I’ll cynically assume that’s down to it being a.) in Germany, unlike Auschwitz and b.) a test site for the bigger and better. I was surprised I wasn’t as emotional as I expected.
I think sometimes those big, horrendous concepts numb your mind before grasping.
Self-preservation, intellectual denial (we couldn’t really do this, as people to people, could we-?) and the groups of teenage students not taking anything seriously muted my experience. Yet I am oh-so-very-glad I went.
It was- it is- important. Important to remember the simplicity of our cruelest capabilities. We’re all human, right?
Many Germans have spoken to me about a ‘collective German guilt’ over WWII. It has filtered down, seeping into even the latest generation. It creates over compensation, a silent shame, an unspoken grief of history.

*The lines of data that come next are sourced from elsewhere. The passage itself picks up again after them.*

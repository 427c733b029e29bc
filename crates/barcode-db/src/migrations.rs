//! # Database Migrations
//!
//! Embedded SQL migrations for the barcode pool.
//!
//! ## Migration Set
//! ```text
//! migrations/sqlite/
//! ├── 001_barcode_pool.sql              products, variants, import_batches, barcodes
//! └── 002_deleted_variant_archives.sql  write-once archive + no-update trigger
//! ```
//!
//! ## Adding New Migrations
//!
//! 1. Create a new file in `migrations/sqlite/` with the next sequence number
//! 2. Name format: `NNN_description.sql`
//! 3. Use `IF NOT EXISTS` where possible
//! 4. **NEVER** modify existing migrations - always add new ones

use sqlx::SqlitePool;
use tracing::info;

use crate::error::DbResult;

/// Embedded migrations from the workspace `migrations/sqlite` directory.
static MIGRATOR: sqlx::migrate::Migrator = sqlx::migrate!("../../migrations/sqlite");

/// Runs all pending database migrations.
///
/// Idempotent; each migration runs in its own transaction, in filename order.
pub async fn run_migrations(pool: &SqlitePool) -> DbResult<()> {
    info!("Checking for pending migrations");

    MIGRATOR.run(pool).await?;

    info!("All migrations applied successfully");
    Ok(())
}

/// Returns `(total_migrations, applied_migrations)`.
pub async fn migration_status(pool: &SqlitePool) -> DbResult<(usize, usize)> {
    let total = MIGRATOR.migrations.len();

    let applied: i64 = sqlx::query_scalar("SELECT COUNT(*) FROM _sqlx_migrations")
        .fetch_one(pool)
        .await
        .unwrap_or(0);

    Ok((total, applied as usize))
}
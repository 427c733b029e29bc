//! # barcode-core: Pure Domain Logic for the Barcode Pool
//!
//! Everything about barcodes that can be decided without touching the store:
//! symbology rules, normalization, import file parsing, threshold
//! partitioning, and the closed command set.
//!
//! ## Architecture Position
//! ```text
//! ┌─────────────────────────────────────────────────────────────────────────┐
//! │                     Barcode Pool Architecture                           │
//! │                                                                         │
//! │  ┌─────────────────────────────────────────────────────────────────┐   │
//! │  │     Callers: variant workflows, reporting screens, pool-admin   │   │
//! │  └─────────────────────────────┬───────────────────────────────────┘   │
//! │                                │ PoolCommand / service calls            │
//! │  ┌─────────────────────────────▼───────────────────────────────────┐   │
//! │  │                    barcode-db (Store + Services)                │   │
//! │  │  PoolImporter · AllocationService · ArchiveReconciler · Queries │   │
//! │  └─────────────────────────────┬───────────────────────────────────┘   │
//! │                                │                                        │
//! │  ┌─────────────────────────────▼───────────────────────────────────┐   │
//! │  │              ★ barcode-core (THIS CRATE) ★                      │   │
//! │  │                                                                 │   │
//! │  │   ┌──────────┐ ┌───────────┐ ┌──────────┐ ┌───────────┐        │   │
//! │  │   │  types   │ │ symbology │ │  parser  │ │ partition │        │   │
//! │  │   │ Barcode  │ │ FormatRule│ │ csv/xlsx │ │ threshold │        │   │
//! │  │   │ Archive  │ │ normalize │ │  lines   │ │  dedupe   │        │   │
//! │  │   └──────────┘ └───────────┘ └──────────┘ └───────────┘        │   │
//! │  │                                                                 │   │
//! │  │   NO DATABASE • NO FILESYSTEM • NO NETWORK • BYTES IN           │   │
//! │  └─────────────────────────────────────────────────────────────────┘   │
//! └─────────────────────────────────────────────────────────────────────────┘
//! ```
//!
//! ## Modules
//!
//! - [`types`] - Domain types (Barcode, ImportReport, DeletedVariantArchive, ...)
//! - [`symbology`] - Normalization and pluggable format rules
//! - [`parser`] - Candidate codes from CSV/TSV/spreadsheet/plain-text bytes
//! - [`partition`] - Dedupe and Clean Slate threshold partitioning
//! - [`command`] - Closed command set for the executor
//! - [`error`] - Domain error types
//! - [`validation`] - Caller input checks
//!
//! ## Example Usage
//!
//! ```rust
//! use std::collections::HashSet;
//! use barcode_core::parser::{parse_codes, FileFormat};
//! use barcode_core::partition::prepare;
//! use barcode_core::symbology::FormatRules;
//! use barcode_core::BarcodeType;
//!
//! let candidates = parse_codes(b"100\n50000\n50000\n", FileFormat::Lines).unwrap();
//! let plan = prepare(candidates, BarcodeType::Ean13, false, &FormatRules::standard())
//!     .finalize(&HashSet::new(), 40_000);
//!
//! assert_eq!(plan.legacy_count(), 1);
//! assert_eq!(plan.available_count(), 1);
//! assert_eq!(plan.duplicate_count(), 1);
//! ```

// =============================================================================
// Module Declarations
// =============================================================================

pub mod command;
pub mod error;
pub mod parser;
pub mod partition;
pub mod symbology;
pub mod types;
pub mod validation;

// =============================================================================
// Re-exports for Convenience
// =============================================================================

pub use command::{CommandOutcome, PoolCommand, ReleaseResult};
pub use error::{CoreError, DuplicateScope, ParseError, RowRejection, ValidationError};
pub use types::*;

// =============================================================================
// Crate-Level Constants
// =============================================================================

/// Row-level messages kept in an [`ImportReport`] unless configured otherwise.
pub const DEFAULT_ERROR_DISPLAY_LIMIT: usize = 50;

/// Candidates fetched per round of the allocation retry loop.
pub const DEFAULT_CANDIDATE_WINDOW: u32 = 16;

/// Largest search page.
pub const MAX_PAGE_SIZE: u32 = 500;

/// Largest batch history request.
pub const MAX_BATCH_HISTORY: u32 = 1000;

/// Longest free-text notes (legacy notes, deletion notes).
pub const MAX_NOTES_LEN: usize = 1000;

/// GS1-128 data capacity in characters.
pub const GS1_128_MAX_LEN: usize = 48;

It is illegal in Germany to disclaim the Holocaust. You can be arrested for it. You can also be arrested for making ‘rude gestures,’ including flipping the bird or doing a Hitler salute- if someone finds it offensive.
From the external, I just wonder how different it is now to name names of disclaimers than it was in not so far days of yore, disclaiming your gay neighbor or the churches providing writs tracing foreign family histories.
We’re different now, but not as much as we (perhaps) would like to be.
I met a lovely German man once, Sonke, who worked with the infirm survivors of concentration camps in the Czech Republic.
He was cleaning bedpans and providing companionship to people their families couldn’t be bothered with. Or the families no longer existed.
I’ll never forget him asking me: ‘When does it end? How many generations have to pay for one? How many more jokes about ‘ze Germahns’ do I have to listen to? It wasn’t even my grandparents-!’
Another recent conversation I had with a friend posed the question: why do the Germans feel so guilty, so terrible- when the Allies (America) did a thing that was (in scale) much more horrifying by dropping the bomb. Not once, but twice in Japan. Yet there is no ‘collective guilt’ in the U.S. over those actions.
I think it’s right that Dachau is preserved and shown, that Germans take their history to heart. I also think if the same sort of accountability were done worldwide, we might actually do less harm. Perhaps that’s just the optimist in me- what do you think?